* **DATA LISTING**
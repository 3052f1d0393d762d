use crate::core::records::Transaction;
use std::collections::HashMap;

/// Sums expense magnitudes per category. Income never contributes, and
/// categories without any expense are absent.
pub fn category_breakdown(transactions: &[Transaction]) -> HashMap<String, f64> {
    let mut totals = HashMap::new();
    for txn in transactions.iter().filter(|t| !t.is_income()) {
        *totals.entry(txn.category.clone()).or_insert(0.0) += -txn.amount;
    }
    totals
}

/// Orders category totals from largest to smallest. Equal totals are
/// ordered by category name.
pub fn rank_categories(totals: &HashMap<String, f64>) -> Vec<(String, f64)> {
    let mut ranked: Vec<(String, f64)> = totals.iter().map(|(k, v)| (k.clone(), *v)).collect();
    ranked.sort_by(|a, b| a.0.cmp(&b.0));
    ranked.sort_by(|a, b| b.1.total_cmp(&a.1));
    ranked
}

* **REQUIRED WORK**
All lines from the one containing "ranked.sort_by(|a, b| a.0.cmp(&b.0));" through the final line of the records above are to be set down exactly, and no other line is to appear.

* **EXPECTED ANSWER**
    ranked.sort_by(|a, b| a.0.cmp(&b.0));
    ranked.sort_by(|a, b| b.1.total_cmp(&a.1));
    ranked
}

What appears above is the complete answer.